### Aim of the task
Can you print every record below exactly as written?

### Source records
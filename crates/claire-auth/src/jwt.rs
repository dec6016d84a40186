//! Self-hosted JWT provider: HMAC or RSA signature verification against a
//! configured secret/key, plus password-grant `authenticate`/`refresh`.

use std::collections::{HashMap, HashSet};
use std::sync::Arc;

use async_trait::async_trait;
use claire_core::{Environment, GroupConfig};
use jsonwebtoken::{Algorithm, DecodingKey, EncodingKey, Header, Validation, decode, encode};
use uuid::Uuid;

use crate::claims::{CommonClaims, header_declares_dev_mode, resolve_principal};
use crate::credentials::CredentialStore;
use crate::error::AuthError;
use crate::provider::{AuthProvider, Session};

/// Clock skew tolerated on `exp`/`nbf`, matching the managed provider's
/// tolerance so the two providers behave consistently to callers.
const CLOCK_SKEW_SECONDS: u64 = 60;

/// Default session lifetime for tokens minted by `authenticate`/`refresh`.
const ACCESS_TOKEN_TTL_SECONDS: i64 = 3600;

fn parse_algorithm(name: &str) -> Result<Algorithm, AuthError> {
    match name {
        "HS256" => Ok(Algorithm::HS256),
        "RS256" => Ok(Algorithm::RS256),
        other => Err(AuthError::Invalid(format!(
            "unsupported signing algorithm: {other}"
        ))),
    }
}

/// Verifies and issues self-hosted JWTs.
#[derive(Debug)]
pub struct JwtProvider {
    algorithm: Algorithm,
    decoding_key: DecodingKey,
    encoding_key: EncodingKey,
    issuer: String,
    audience: String,
    environment: Environment,
    groups: HashMap<String, GroupConfig>,
    credentials: Arc<dyn CredentialStore>,
}

impl JwtProvider {
    /// Construct a provider from resolved configuration.
    ///
    /// `secret` is an HMAC secret for `HS256` or PEM-encoded key material for
    /// `RS256` (the same PEM is used for both signing and verification,
    /// which assumes a deployment willing to hold the private key in the
    /// serving process; split keys are future work).
    ///
    /// # Errors
    /// Returns [`AuthError::Invalid`] if `algorithm` is not recognized or the
    /// key material fails to parse.
    pub fn new(
        secret: &str,
        algorithm: &str,
        issuer: impl Into<String>,
        audience: impl Into<String>,
        environment: Environment,
        groups: HashMap<String, GroupConfig>,
        credentials: Arc<dyn CredentialStore>,
    ) -> Result<Self, AuthError> {
        let algorithm = parse_algorithm(algorithm)?;
        let (decoding_key, encoding_key) = match algorithm {
            Algorithm::HS256 => (
                DecodingKey::from_secret(secret.as_bytes()),
                EncodingKey::from_secret(secret.as_bytes()),
            ),
            Algorithm::RS256 => (
                DecodingKey::from_rsa_pem(secret.as_bytes())
                    .map_err(|e| AuthError::Invalid(format!("invalid RSA key: {e}")))?,
                EncodingKey::from_rsa_pem(secret.as_bytes())
                    .map_err(|e| AuthError::Invalid(format!("invalid RSA key: {e}")))?,
            ),
            _ => unreachable!("parse_algorithm only returns HS256 or RS256"),
        };

        Ok(Self {
            algorithm,
            decoding_key,
            encoding_key,
            issuer: issuer.into(),
            audience: audience.into(),
            environment,
            groups,
            credentials,
        })
    }

    fn mint(&self, claims: &CommonClaims) -> Result<String, AuthError> {
        let header = Header::new(self.algorithm);
        encode(&header, claims, &self.encoding_key)
            .map_err(|e| AuthError::Internal(anyhow::anyhow!(e)))
    }

    fn session_for(&self, subject: &str, username: &str, email: Option<String>, groups: Vec<String>) -> Result<Session, AuthError> {
        let now = chrono::Utc::now().timestamp();
        let claims = CommonClaims {
            sub: subject.to_owned(),
            username: username.to_owned(),
            email,
            groups,
            exp: now + ACCESS_TOKEN_TTL_SECONDS,
            nbf: Some(now),
            iss: Some(self.issuer.clone()),
            aud: Some(self.audience.clone()),
        };
        let principal = resolve_principal(&claims, &self.groups);
        let token = self.mint(&claims)?;
        let refresh_token = Uuid::new_v4().to_string();
        Ok(Session {
            token,
            refresh_token,
            principal,
        })
    }
}

#[async_trait]
impl AuthProvider for JwtProvider {
    async fn verify(&self, token: &str) -> Result<claire_core::Principal, AuthError> {
        if self.environment.requires_managed_auth() && header_declares_dev_mode(token)? {
            return Err(AuthError::Invalid(
                "dev-mode tokens are rejected in this environment".to_owned(),
            ));
        }

        let mut validation = Validation::new(self.algorithm);
        validation.set_issuer(&[self.issuer.clone()]);
        validation.set_audience(&[self.audience.clone()]);
        validation.leeway = CLOCK_SKEW_SECONDS;
        validation.required_spec_claims = HashSet::from(["exp".to_owned(), "sub".to_owned()]);

        let data = decode::<CommonClaims>(token, &self.decoding_key, &validation).map_err(|e| {
            use jsonwebtoken::errors::ErrorKind;
            match e.kind() {
                ErrorKind::ExpiredSignature => AuthError::Expired,
                _ => AuthError::Invalid(e.to_string()),
            }
        })?;

        Ok(resolve_principal(&data.claims, &self.groups))
    }

    async fn authenticate(&self, username: &str, password: &str) -> Result<Session, AuthError> {
        let user = self.credentials.verify_password(username, password)?;
        self.session_for(&user.subject, &user.username, user.email, user.groups)
    }

    async fn refresh(&self, refresh_token: &str) -> Result<Session, AuthError> {
        let user = self.credentials.resolve_refresh_token(refresh_token)?;
        self.session_for(&user.subject, &user.username, user.email, user.groups)
    }
}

### Answer below
filename crates/claire-auth/src/jwt.rs
repository dec6016d84a40186
//! Self-hosted JWT provider: HMAC or RSA signature verification against a
//! configured secret/key, plus password-grant `authenticate`/`refresh`.

use std::collections::{HashMap, HashSet};
use std::sync::Arc;

use async_trait::async_trait;
use claire_core::{Environment, GroupConfig};
use jsonwebtoken::{Algorithm, DecodingKey, EncodingKey, Header, Validation, decode, encode};
use uuid::Uuid;

use crate::claims::{CommonClaims, header_declares_dev_mode, resolve_principal};
use crate::credentials::CredentialStore;
use crate::error::AuthError;
use crate::provider::{AuthProvider, Session};

/// Clock skew tolerated on `exp`/`nbf`, matching the managed provider's
/// tolerance so the two providers behave consistently to callers.
const CLOCK_SKEW_SECONDS: u64 = 60;

/// Default session lifetime for tokens minted by `authenticate`/`refresh`.
const ACCESS_TOKEN_TTL_SECONDS: i64 = 3600;

fn parse_algorithm(name: &str) -> Result<Algorithm, AuthError> {
    match name {
        "HS256" => Ok(Algorithm::HS256),
        "RS256" => Ok(Algorithm::RS256),
        other => Err(AuthError::Invalid(format!(
            "unsupported signing algorithm: {other}"
        ))),
    }
}

/// Verifies and issues self-hosted JWTs.
#[derive(Debug)]
pub struct JwtProvider {
    algorithm: Algorithm,
    decoding_key: DecodingKey,
    encoding_key: EncodingKey,
    issuer: String,
    audience: String,
    environment: Environment,
    groups: HashMap<String, GroupConfig>,
    credentials: Arc<dyn CredentialStore>,
}

impl JwtProvider {
    /// Construct a provider from resolved configuration.
    ///
    /// `secret` is an HMAC secret for `HS256` or PEM-encoded key material for
    /// `RS256` (the same PEM is used for both signing and verification,
    /// which assumes a deployment willing to hold the private key in the
    /// serving process; split keys are future work).
    ///
    /// # Errors
    /// Returns [`AuthError::Invalid`] if `algorithm` is not recognized or the
    /// key material fails to parse.
    pub fn new(
        secret: &str,
        algorithm: &str,
        issuer: impl Into<String>,
        audience: impl Into<String>,
        environment: Environment,
        groups: HashMap<String, GroupConfig>,
        credentials: Arc<dyn CredentialStore>,
    ) -> Result<Self, AuthError> {
        let algorithm = parse_algorithm(algorithm)?;
        let (decoding_key, encoding_key) = match algorithm {
            Algorithm::HS256 => (
                DecodingKey::from_secret(secret.as_bytes()),
                EncodingKey::from_secret(secret.as_bytes()),
            ),
            Algorithm::RS256 => (
                DecodingKey::from_rsa_pem(secret.as_bytes())
                    .map_err(|e| AuthError::Invalid(format!("invalid RSA key: {e}")))?,
                EncodingKey::from_rsa_pem(secret.as_bytes())
                    .map_err(|e| AuthError::Invalid(format!("invalid RSA key: {e}")))?,
            ),
            _ => unreachable!("parse_algorithm only returns HS256 or RS256"),
        };

        Ok(Self {
            algorithm,
            decoding_key,
            encoding_key,
            issuer: issuer.into(),
            audience: audience.into(),
            environment,
            groups,
            credentials,
        })
    }

    fn mint(&self, claims: &CommonClaims) -> Result<String, AuthError> {
        let header = Header::new(self.algorithm);
        encode(&header, claims, &self.encoding_key)
            .map_err(|e| AuthError::Internal(anyhow::anyhow!(e)))
    }

    fn session_for(&self, subject: &str, username: &str, email: Option<String>, groups: Vec<String>) -> Result<Session, AuthError> {
        let now = chrono::Utc::now().timestamp();
        let claims = CommonClaims {
            sub: subject.to_owned(),
            username: username.to_owned(),
            email,
            groups,
            exp: now + ACCESS_TOKEN_TTL_SECONDS,
            nbf: Some(now),
            iss: Some(self.issuer.clone()),
            aud: Some(self.audience.clone()),
        };
        let principal = resolve_principal(&claims, &self.groups);
        let token = self.mint(&claims)?;
        let refresh_token = Uuid::new_v4().to_string();
        Ok(Session {
            token,
            refresh_token,
            principal,
        })
    }
}

#[async_trait]
impl AuthProvider for JwtProvider {
    async fn verify(&self, token: &str) -> Result<claire_core::Principal, AuthError> {
        if self.environment.requires_managed_auth() && header_declares_dev_mode(token)? {
            return Err(AuthError::Invalid(
                "dev-mode tokens are rejected in this environment".to_owned(),
            ));
        }

        let mut validation = Validation::new(self.algorithm);
        validation.set_issuer(&[self.issuer.clone()]);
        validation.set_audience(&[self.audience.clone()]);
        validation.leeway = CLOCK_SKEW_SECONDS;
        validation.required_spec_claims = HashSet::from(["exp".to_owned(), "sub".to_owned()]);

        let data = decode::<CommonClaims>(token, &self.decoding_key, &validation).map_err(|e| {
            use jsonwebtoken::errors::ErrorKind;
            match e.kind() {
                ErrorKind::ExpiredSignature => AuthError::Expired,
                _ => AuthError::Invalid(e.to_string()),
            }
        })?;

        Ok(resolve_principal(&data.claims, &self.groups))
    }

    async fn authenticate(&self, username: &str, password: &str) -> Result<Session, AuthError> {
        let user = self.credentials.verify_password(username, password)?;
        self.session_for(&user.subject, &user.username, user.email, user.groups)
    }

    async fn refresh(&self, refresh_token: &str) -> Result<Session, AuthError> {
        let user = self.credentials.resolve_refresh_token(refresh_token)?;
        self.session_for(&user.subject, &user.username, user.email, user.groups)
    }
}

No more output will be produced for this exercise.